━━━ Record set
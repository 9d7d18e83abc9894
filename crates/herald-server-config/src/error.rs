// Copyright (c) 2025 Geoffrey Huntley <ghuntley@ghuntley.com>. All rights reserved.
// SPDX-License-Identifier: Proprietary

use std::path::PathBuf;

use thiserror::Error;

/// Errors raised while loading or validating server configuration.
#[derive(Debug, Error)]
pub enum ConfigError {
	#[error("failed to read config file {path}: {source}")]
	FileRead {
		path: PathBuf,
		#[source]
		source: std::io::Error,
	},

	#[error("failed to parse config file {path}: {source}")]
	TomlParse {
		path: PathBuf,
		#[source]
		source: toml::de::Error,
	},

	#[error("invalid value for {key}: {message}")]
	InvalidValue { key: String, message: String },

	#[error("secret error: {0}")]
	Secret(String),

	#[error("invalid configuration: {0}")]
	Validation(String),
}
// Copyright (c) 2025 Geoffrey Huntley <ghuntley@ghuntley.com>. All rights
// reserved. SPDX-License-Identifier: Proprietary

//! LLM abstraction types for request/response handling.

use async_trait::async_trait;
use serde::{Deserialize, Serialize};

use crate::error::LlmError;

/// Sampling temperature used for every search prompt.
pub const DEFAULT_TEMPERATURE: f32 = 0.7;

/// Completion budget used for every search prompt.
pub const DEFAULT_MAX_TOKENS: u32 = 4096;

#[derive(Clone, Copy, Debug, PartialEq, Eq, Serialize, Deserialize)]
#[serde(rename_all = "lowercase")]
pub enum Role {
	System,
	User,
	Assistant,
}

#[derive(Clone, Debug, PartialEq, Serialize, Deserialize)]
pub struct Message {
	pub role: Role,
	pub content: String,
}

impl Message {
	pub fn user(content: impl Into<String>) -> Self {
		Self {
			role: Role::User,
			content: content.into(),
		}
	}

	pub fn system(content: impl Into<String>) -> Self {
		Self {
			role: Role::System,
			content: content.into(),
		}
	}
}

/// Request to send to an LLM for completion.
#[derive(Clone, Debug, Serialize, Deserialize)]
pub struct LlmRequest {
	pub model: String,
	pub messages: Vec<Message>,
	#[serde(skip_serializing_if = "Option::is_none")]
	pub max_tokens: Option<u32>,
	#[serde(skip_serializing_if = "Option::is_none")]
	pub temperature: Option<f32>,
}

impl LlmRequest {
	pub fn new(model: impl Into<String>) -> Self {
		Self {
			model: model.into(),
			messages: Vec::new(),
			max_tokens: None,
			temperature: None,
		}
	}

	/// A single user-turn prompt with the standard search sampling settings.
	pub fn prompt(model: impl Into<String>, prompt: impl Into<String>) -> Self {
		Self::new(model)
			.with_messages(vec![Message::user(prompt)])
			.with_temperature(DEFAULT_TEMPERATURE)
			.with_max_tokens(DEFAULT_MAX_TOKENS)
	}

	pub fn with_model(mut self, model: impl Into<String>) -> Self {
		self.model = model.into();
		self
	}

	pub fn with_messages(mut self, messages: Vec<Message>) -> Self {
		self.messages = messages;
		self
	}

	pub fn with_max_tokens(mut self, max_tokens: u32) -> Self {
		self.max_tokens = Some(max_tokens);
		self
	}

	pub fn with_temperature(mut self, temperature: f32) -> Self {
		self.temperature = Some(temperature);
		self
	}
}

/// A web page the model cited while answering (Gemini search grounding).
#[derive(Clone, Debug, PartialEq, Eq, Serialize, Deserialize)]
pub struct GroundingSource {
	pub uri: String,
	#[serde(default)]
	pub title: String,
}

/// Response from an LLM completion request.
#[derive(Clone, Debug, Default)]
pub struct LlmResponse {
	pub content: String,
	pub model: String,
	pub finish_reason: Option<String>,
	pub grounding: Vec<GroundingSource>,
}

impl LlmResponse {
	pub fn new(model: impl Into<String>, content: impl Into<String>) -> Self {
		Self {
			content: content.into(),
			model: model.into(),
			..Self::default()
		}
	}

	/// True when the model returned nothing usable.
	pub fn is_empty(&self) -> bool {
		self.content.trim().is_empty()
	}
}

/// Trait for LLM client implementations.
#[async_trait]
pub trait LlmClient: Send + Sync {
	/// Sends a completion request and waits for the full response.
	async fn complete(&self, request: LlmRequest) -> Result<LlmResponse, LlmError>;
}

#[cfg(test)]
mod tests {
	use super::*;

	#[test]
	fn prompt_request_uses_search_sampling_settings() {
		let request = LlmRequest::prompt("gpt-4o-mini", "find news");
		assert_eq!(request.model, "gpt-4o-mini");
		assert_eq!(request.messages, vec![Message::user("find news")]);
		assert_eq!(request.max_tokens, Some(4096));
		assert_eq!(request.temperature, Some(0.7));
	}

	#[test]
	fn optional_fields_are_skipped() {
		let json = serde_json::to_value(LlmRequest::new("m")).unwrap();
		assert!(json.get("max_tokens").is_none());
		assert!(json.get("temperature").is_none());
		assert_eq!(json["messages"], serde_json::json!([]));
	}

	#[test]
	fn whitespace_content_is_empty() {
		assert!(LlmResponse::new("m", "  \n").is_empty());
		assert!(!LlmResponse::new("m", "{}").is_empty());
	}
}
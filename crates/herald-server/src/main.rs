// Copyright (c) 2025 Geoffrey Huntley <ghuntley@ghuntley.com>. All rights
// reserved. SPDX-License-Identifier: Proprietary

//! Herald news search server binary.

use std::path::PathBuf;

use clap::{Parser, Subcommand};
use herald_server::{create_router, AppState};
use herald_server_search_service::SearchService;
use tower_http::{
	cors::{Any, CorsLayer},
	trace::TraceLayer,
};
use tracing_subscriber::{layer::SubscriberExt, util::SubscriberInitExt};

mod version;

/// Herald server - news search over GNews, Google CSE and AI providers.
#[derive(Parser, Debug)]
#[command(name = "herald-server", about = "Herald news search server", version)]
struct Args {
	/// TOML configuration file (defaults to /etc/herald/server.toml)
	#[arg(long, env = "HERALD_SERVER_CONFIG")]
	config: Option<PathBuf>,

	/// Subcommands for herald-server (e.g., `version`)
	#[command(subcommand)]
	command: Option<Command>,
}

#[derive(Subcommand, Debug)]
enum Command {
	/// Show version information
	Version,
}

#[tokio::main]
async fn main() -> Result<(), Box<dyn std::error::Error>> {
	let args = Args::parse();

	if let Some(Command::Version) = args.command {
		println!("{}", version::format_version_info());
		return Ok(());
	}

	// Load .env file if present
	dotenvy::dotenv().ok();

	let config = match &args.config {
		Some(path) => herald_server_config::load_config_with_file(path.clone())?,
		None => herald_server_config::load_config()?,
	};

	tracing_subscriber::registry()
		.with(
			tracing_subscriber::EnvFilter::try_from_default_env()
				.unwrap_or_else(|_| config.logging.level.clone().into()),
		)
		.with(tracing_subscriber::fmt::layer())
		.init();

	tracing::info!(
		host = %config.http.host,
		port = config.http.port,
		strategy = %config.orchestration.strategy,
		"starting herald-server"
	);

	let service = SearchService::from_config(&config)?;
	let status = service.status();
	if !status.gnews && status.ai.is_empty() {
		tracing::warn!("No news or AI provider configured; POST /api/search will fail until keys are set");
	}
	tracing::info!(
		gnews = status.gnews,
		google_cse = status.google_cse,
		ai = ?status.ai,
		"Search providers initialized"
	);

	let app = create_router(AppState::new(service))
		.layer(TraceLayer::new_for_http())
		.layer(
			CorsLayer::new()
				.allow_origin(Any)
				.allow_methods(Any)
				.allow_headers(Any),
		);

	let addr = config.socket_addr();
	tracing::info!("listening on {}", addr);

	let listener = tokio::net::TcpListener::bind(&addr).await?;

	tokio::select! {
		result = axum::serve(listener, app) => {
			if let Err(e) = result {
				tracing::error!(error = %e, "Server error");
			}
		}
		_ = tokio::signal::ctrl_c() => {
			tracing::info!("Received shutdown signal");
		}
	}

	tracing::info!("Server shutdown complete");
	Ok(())
}
//! ODS zip container access

use std::fs::File;
use std::io::{BufReader, Read, Seek};
use std::path::Path;
use tracing::debug;
use zip::ZipArchive;
use zip::result::ZipError;

use crate::error::{OdsError, Result};

const CONTENT_STREAM: &str = "content.xml";

fn has_ods_extension(path: &Path) -> bool {
    path.extension()
        .and_then(|s| s.to_str())
        .map(|s| s.eq_ignore_ascii_case("ods"))
        .unwrap_or(false)
}

/// Read the `content.xml` stream of the ODS file at `path`
pub fn open_content<P: AsRef<Path>>(path: P) -> Result<Vec<u8>> {
    let path_ref = path.as_ref();
    let file = File::open(path_ref)?;

    match read_content(BufReader::new(file)) {
        Err(OdsError::Archive(ZipError::InvalidArchive(_))) if !has_ods_extension(path_ref) => {
            Err(OdsError::UnsupportedFormat(path_ref.to_path_buf()))
        }
        other => other,
    }
}

/// Read the `content.xml` stream from any seekable zip source
pub fn read_content<R: Read + Seek>(reader: R) -> Result<Vec<u8>> {
    let mut archive = ZipArchive::new(reader)?;

    let mut content_xml = match archive.by_name(CONTENT_STREAM) {
        Ok(file) => file,
        Err(ZipError::FileNotFound) => return Err(OdsError::MissingContentStream),
        Err(e) => return Err(e.into()),
    };

    let mut content = Vec::with_capacity(content_xml.size() as usize);
    content_xml.read_to_end(&mut content)?;
    debug!("Read {} bytes of {}", content.len(), CONTENT_STREAM);
    Ok(content)
}
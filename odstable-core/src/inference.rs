//! Column type inference from declared cell value types

use std::collections::BTreeMap;

use crate::error::{OdsError, Result};
use crate::reader::cell::ValueType;
use crate::reader::rows::ParsedRow;
use crate::table::ColumnType;

/// Column position (0-based) -> the single value type seen there
#[derive(Debug, Clone, Default, PartialEq, Eq)]
pub struct ColumnObservations(BTreeMap<usize, ValueType>);

impl ColumnObservations {
    /// Observe every typed cell of the given data rows.
    /// Cells without a declared type (blank cells) are not observed.
    pub fn observe(rows: &[ParsedRow]) -> Result<Self> {
        let mut observations = Self::default();
        for row in rows {
            for (column, cell) in row.cells.iter().enumerate() {
                if let Some(value_type) = cell.value_type {
                    observations.record(row.number, column, value_type)?;
                }
            }
        }
        Ok(observations)
    }

    /// Record one cell; a type differing from an earlier observation is fatal
    pub fn record(&mut self, row: usize, column: usize, value_type: ValueType) -> Result<()> {
        match self.0.get(&column) {
            Some(&expected) if expected != value_type => Err(OdsError::ColumnTypeMismatch {
                row,
                column,
                expected,
                found: value_type,
            }),
            Some(_) => Ok(()),
            None => {
                self.0.insert(column, value_type);
                Ok(())
            }
        }
    }

    pub fn get(&self, column: usize) -> Option<ValueType> {
        self.0.get(&column).copied()
    }

    pub fn len(&self) -> usize {
        self.0.len()
    }

    pub fn is_empty(&self) -> bool {
        self.0.is_empty()
    }

    /// Observations sorted by column position
    pub fn iter(&self) -> impl Iterator<Item = (usize, ValueType)> + '_ {
        self.0.iter().map(|(&column, &value_type)| (column, value_type))
    }

    /// Semantic types for the first `width` columns; unobserved columns are text
    pub fn column_types(&self, width: usize) -> Vec<ColumnType> {
        (0..width)
            .map(|column| {
                self.get(column)
                    .map(ColumnType::from)
                    .unwrap_or(ColumnType::Text)
            })
            .collect()
    }
}

#[cfg(test)]
mod tests {
    use super::*;
    use crate::reader::cell::ResolvedCell;

    fn row(number: usize, types: &[Option<ValueType>]) -> ParsedRow {
        ParsedRow {
            number,
            cells: types
                .iter()
                .map(|&value_type| ResolvedCell {
                    value: String::new(),
                    value_type,
                })
                .collect(),
        }
    }

    #[test]
    fn test_consistent_columns() {
        let rows = vec![
            row(2, &[Some(ValueType::String), Some(ValueType::Float)]),
            row(3, &[Some(ValueType::String), Some(ValueType::Float)]),
        ];
        let observations = ColumnObservations::observe(&rows).unwrap();
        assert_eq!(
            observations.iter().collect::<Vec<_>>(),
            vec![(0, ValueType::String), (1, ValueType::Float)]
        );
        assert_eq!(
            observations.column_types(2),
            vec![ColumnType::Text, ColumnType::Number]
        );
    }

    #[test]
    fn test_mismatch_names_row_and_column() {
        let rows = vec![
            row(2, &[Some(ValueType::String), Some(ValueType::Float)]),
            row(5, &[Some(ValueType::String), Some(ValueType::String)]),
        ];
        let err = ColumnObservations::observe(&rows).unwrap_err();
        assert!(matches!(
            err,
            OdsError::ColumnTypeMismatch {
                row: 5,
                column: 1,
                expected: ValueType::Float,
                found: ValueType::String,
            }
        ));
    }

    #[test]
    fn test_blank_cells_are_not_observed() {
        let rows = vec![
            row(1, &[None, Some(ValueType::Date)]),
            row(2, &[Some(ValueType::Currency), None]),
        ];
        let observations = ColumnObservations::observe(&rows).unwrap();
        assert_eq!(
            observations.column_types(3),
            vec![ColumnType::Number, ColumnType::DateTime, ColumnType::Text]
        );
    }
}
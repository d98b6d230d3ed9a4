//! Read options, buildable in code or loaded from a TOML file
//!
//! ```toml
//! sheet = "Sales"        # or a 0-based index
//! skip_lines = 2
//! header = true
//! row_limit = 100
//! column_types = ["text", "number", "datetime"]
//! ```

use serde::Deserialize;
use std::fs;
use std::path::Path;

use crate::error::{OdsError, Result};
use crate::reader::sheet::SheetSelector;
use crate::table::ColumnType;

/// Options for reading one sheet into a table
#[derive(Debug, Clone, PartialEq)]
pub struct ReadOptions {
    /// Sheet to read; the first sheet when `None`
    pub sheet: Option<SheetSelector>,
    /// Rows to discard before data begins (the header row is exempt)
    pub skip_lines: usize,
    /// Whether the first retained row holds the column names
    pub header: bool,
    /// Maximum number of data rows
    pub row_limit: Option<usize>,
    /// Explicit column types, bypassing inference
    pub column_types: Option<Vec<ColumnType>>,
    /// Column names, required when `header` is false
    pub column_names: Option<Vec<String>>,
}

impl Default for ReadOptions {
    fn default() -> Self {
        Self {
            sheet: None,
            skip_lines: 0,
            header: true,
            row_limit: None,
            column_types: None,
            column_names: None,
        }
    }
}

impl ReadOptions {
    pub fn new() -> Self {
        Self::default()
    }

    pub fn sheet(mut self, sheet: impl Into<SheetSelector>) -> Self {
        self.sheet = Some(sheet.into());
        self
    }

    pub fn skip_lines(mut self, skip_lines: usize) -> Self {
        self.skip_lines = skip_lines;
        self
    }

    pub fn header(mut self, header: bool) -> Self {
        self.header = header;
        self
    }

    pub fn row_limit(mut self, row_limit: usize) -> Self {
        self.row_limit = Some(row_limit);
        self
    }

    pub fn column_types(mut self, column_types: Vec<ColumnType>) -> Self {
        self.column_types = Some(column_types);
        self
    }

    pub fn column_names<S: Into<String>>(mut self, names: impl IntoIterator<Item = S>) -> Self {
        self.column_names = Some(names.into_iter().map(Into::into).collect());
        self
    }

    /// Load options from a TOML file
    pub fn from_file<P: AsRef<Path>>(path: P) -> Result<Self> {
        let content = fs::read_to_string(path)?;
        Self::from_toml_str(&content)
    }

    /// Parse options from TOML text. Ill-typed values are `InvalidArgument`.
    pub fn from_toml_str(content: &str) -> Result<Self> {
        let raw: RawOptions =
            toml::from_str(content).map_err(|e| OdsError::InvalidArgument(e.to_string()))?;
        raw.try_into()
    }
}

/// On-disk shape; column types stay textual so unknown names surface as
/// `UnknownColumnType` rather than a TOML error
#[derive(Debug, Default, Deserialize)]
#[serde(deny_unknown_fields)]
struct RawOptions {
    sheet: Option<SheetSelector>,
    #[serde(default)]
    skip_lines: usize,
    header: Option<bool>,
    row_limit: Option<usize>,
    column_types: Option<Vec<String>>,
    column_names: Option<Vec<String>>,
}

impl TryFrom<RawOptions> for ReadOptions {
    type Error = OdsError;

    fn try_from(raw: RawOptions) -> Result<Self> {
        let column_types = raw
            .column_types
            .map(|types| {
                types
                    .iter()
                    .map(|t| t.parse::<ColumnType>())
                    .collect::<Result<Vec<_>>>()
            })
            .transpose()?;

        Ok(Self {
            sheet: raw.sheet,
            skip_lines: raw.skip_lines,
            header: raw.header.unwrap_or(true),
            row_limit: raw.row_limit,
            column_types,
            column_names: raw.column_names,
        })
    }
}
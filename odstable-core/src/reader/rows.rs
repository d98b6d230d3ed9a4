//! Row iteration with skip-lines / header / row-limit policy

use tracing::{debug, trace};

use super::cell::{ResolvedCell, is_padding, resolve_cell_value};
use super::xml::{Element, OdsNames};
use crate::error::Result;
use crate::inference::ColumnObservations;

/// What to do with a non-empty row
#[derive(Debug, Clone, Copy, PartialEq, Eq)]
pub enum RowAction {
    Keep,
    Discard,
    /// End the walk; later rows are never read
    Stop,
}

#[derive(Debug, Clone, Copy, PartialEq, Eq)]
pub enum PolicyState {
    /// Discarding rows until `remaining` reaches zero, then apply `then_limit`
    Skipping {
        remaining: usize,
        then_limit: Option<usize>,
    },
    /// Keeping at most `n` more data rows
    CountingDown(usize),
    Unbounded,
}

impl PolicyState {
    pub fn new(skip_lines: usize, row_limit: Option<usize>) -> Self {
        if skip_lines > 0 {
            PolicyState::Skipping {
                remaining: skip_lines,
                then_limit: row_limit,
            }
        } else {
            Self::limited(row_limit)
        }
    }

    fn limited(row_limit: Option<usize>) -> Self {
        match row_limit {
            Some(n) => PolicyState::CountingDown(n),
            None => PolicyState::Unbounded,
        }
    }

    /// The header row is never skipped and never counts against the limit
    pub fn transition(self, is_header: bool) -> (Self, RowAction) {
        match self {
            PolicyState::Skipping { .. } if is_header => (self, RowAction::Keep),
            PolicyState::Skipping {
                remaining,
                then_limit,
            } => {
                let next = if remaining > 1 {
                    PolicyState::Skipping {
                        remaining: remaining - 1,
                        then_limit,
                    }
                } else {
                    Self::limited(then_limit)
                };
                (next, RowAction::Discard)
            }
            PolicyState::CountingDown(0) => (self, RowAction::Stop),
            PolicyState::CountingDown(_) if is_header => (self, RowAction::Keep),
            PolicyState::CountingDown(n) => (PolicyState::CountingDown(n - 1), RowAction::Keep),
            PolicyState::Unbounded => (self, RowAction::Keep),
        }
    }
}

/// Tracks the policy state plus whether the header row has been retained yet
#[derive(Debug, Clone)]
pub struct RowPolicy {
    state: PolicyState,
    header: bool,
    retained_any: bool,
}

impl RowPolicy {
    pub fn new(skip_lines: usize, header: bool, row_limit: Option<usize>) -> Self {
        Self {
            state: PolicyState::new(skip_lines, row_limit),
            header,
            retained_any: false,
        }
    }

    pub fn state(&self) -> PolicyState {
        self.state
    }

    /// Decide the fate of the next non-empty row
    pub fn next_row(&mut self) -> RowAction {
        let is_header = self.header && !self.retained_any;
        let (next, action) = self.state.transition(is_header);
        self.state = next;
        if action == RowAction::Keep {
            self.retained_any = true;
        }
        action
    }
}

/// One retained row; `number` is its 1-based position among the sheet's rows
#[derive(Debug, Clone, PartialEq, Eq)]
pub struct ParsedRow {
    pub number: usize,
    pub cells: Vec<ResolvedCell>,
}

impl ParsedRow {
    pub fn values(&self) -> impl Iterator<Item = &str> {
        self.cells.iter().map(|c| c.value.as_str())
    }

    pub fn into_values(self) -> Vec<String> {
        self.cells.into_iter().map(|c| c.value).collect()
    }
}

/// Retained rows (header first when requested) and the per-column type observations
#[derive(Debug, Clone)]
pub struct WalkedRows {
    pub header: bool,
    pub rows: Vec<ParsedRow>,
    pub observations: ColumnObservations,
}

impl WalkedRows {
    /// Rows after the header row
    pub fn data_rows(&self) -> &[ParsedRow] {
        if self.header {
            self.rows.get(1..).unwrap_or(&[])
        } else {
            &self.rows
        }
    }
}

/// Non-padding cells of a row
fn logical_cells<'a>(row: &'a Element, names: &'a OdsNames) -> Vec<&'a Element> {
    row.descendants(&names.table_cell)
        .filter(|cell| !is_padding(cell, names))
        .collect()
}

/// First stage: walk the rows and resolve the values of every retained row
pub fn extract_rows(
    sheet: &Element,
    names: &OdsNames,
    policy: &mut RowPolicy,
) -> Result<Vec<ParsedRow>> {
    let mut rows = Vec::new();

    for (index, row) in sheet.descendants(&names.table_row).enumerate() {
        let number = index + 1;
        let cells = logical_cells(row, names);
        if cells.is_empty() {
            trace!("Row {number} is empty after padding removal");
            continue;
        }

        match policy.next_row() {
            RowAction::Stop => {
                debug!("Row limit reached at row {number}");
                break;
            }
            RowAction::Discard => {
                trace!("Skipping row {number}");
                continue;
            }
            RowAction::Keep => {}
        }

        let cells = cells
            .into_iter()
            .map(|cell| resolve_cell_value(cell, names))
            .collect::<Result<Vec<_>>>()?;
        rows.push(ParsedRow { number, cells });
    }

    Ok(rows)
}

/// Both stages: row extraction, then column type observation over the data rows
pub fn walk_rows(
    sheet: &Element,
    names: &OdsNames,
    skip_lines: usize,
    header: bool,
    row_limit: Option<usize>,
) -> Result<WalkedRows> {
    let mut policy = RowPolicy::new(skip_lines, header, row_limit);
    let rows = extract_rows(sheet, names, &mut policy)?;

    let mut walked = WalkedRows {
        header,
        rows,
        observations: ColumnObservations::default(),
    };
    walked.observations = ColumnObservations::observe(walked.data_rows())?;

    debug!(
        "Walked {} rows ({} columns observed)",
        walked.rows.len(),
        walked.observations.len()
    );
    Ok(walked)
}
//! Error type shared by every stage of the ODS pipeline

use std::path::PathBuf;

use crate::reader::cell::ValueType;

pub type Result<T> = std::result::Result<T, OdsError>;

#[derive(Debug, thiserror::Error)]
pub enum OdsError {
    #[error("I/O error: {0}")]
    Io(#[from] std::io::Error),

    #[error("Failed to open zip archive: {0}")]
    Archive(#[from] zip::result::ZipError),

    #[error("XML parsing error: {0}")]
    Xml(#[from] quick_xml::Error),

    #[error("Malformed XML attribute: {0}")]
    XmlAttribute(#[from] quick_xml::events::attributes::AttrError),

    /// Neither a zip archive nor named like an ODS file
    #[error("Failed to read {} as an ODS file", .0.display())]
    UnsupportedFormat(PathBuf),

    #[error("Archive has no content.xml entry")]
    MissingContentStream,

    #[error("content.xml has no root element")]
    EmptyDocument,

    #[error("Namespace prefix '{0}' is not declared on the document root")]
    MissingNamespace(String),

    #[error("Invalid argument: {0}")]
    InvalidArgument(String),

    #[error("No sheet with name '{0}'")]
    NoSuchSheet(String),

    #[error("Sheet index {index} is out of range ({count} sheets)")]
    SheetIndexOutOfRange { index: usize, count: usize },

    /// `row` is the 1-based row number in the sheet, `column` is 0-based
    #[error(
        "Column {column} changes type from '{expected}' to '{found}' at row {row}"
    )]
    ColumnTypeMismatch {
        row: usize,
        column: usize,
        expected: ValueType,
        found: ValueType,
    },

    #[error("Unknown column type '{0}'")]
    UnknownColumnType(String),

    #[error("Unsupported cell value type '{0}'")]
    UnsupportedCellType(String),

    #[error("Element is missing the '{0}' attribute")]
    MissingAttribute(String),

    #[error("column_names argument must be provided if header is set to be false")]
    MissingColumnNames,

    #[error("Sheet has no rows to read a header from")]
    EmptySheet,

    #[error("{names} column names given for {types} column types")]
    ColumnCountMismatch { names: usize, types: usize },

    #[error("Row {row} has {len} values but the table has {columns} columns")]
    RowTooLong {
        row: usize,
        len: usize,
        columns: usize,
    },

    #[error("Cannot cast '{value}' in column '{column}' to {column_type}")]
    CastError {
        value: String,
        column: String,
        column_type: String,
    },
}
━━━━━━
Output exactly the leading lines of the data, up to and including the line marked by "pub const DEFAULT_TEMPERATURE: f32 = 0.7;".

Response =
repository 9d7d18e83abc9894
filename crates/herald-server-config/src/error.rs
// Copyright (c) 2025 Geoffrey Huntley <ghuntley@ghuntley.com>. All rights reserved.
// SPDX-License-Identifier: Proprietary

use std::path::PathBuf;

use thiserror::Error;

/// Errors raised while loading or validating server configuration.
#[derive(Debug, Error)]
pub enum ConfigError {
	#[error("failed to read config file {path}: {source}")]
	FileRead {
		path: PathBuf,
		#[source]
		source: std::io::Error,
	},

	#[error("failed to parse config file {path}: {source}")]
	TomlParse {
		path: PathBuf,
		#[source]
		source: toml::de::Error,
	},

	#[error("invalid value for {key}: {message}")]
	InvalidValue { key: String, message: String },

	#[error("secret error: {0}")]
	Secret(String),

	#[error("invalid configuration: {0}")]
	Validation(String),
}
// Copyright (c) 2025 Geoffrey Huntley <ghuntley@ghuntley.com>. All rights
// reserved. SPDX-License-Identifier: Proprietary

//! LLM abstraction types for request/response handling.

use async_trait::async_trait;
use serde::{Deserialize, Serialize};

use crate::error::LlmError;

/// Sampling temperature used for every search prompt.
pub const DEFAULT_TEMPERATURE: f32 = 0.7;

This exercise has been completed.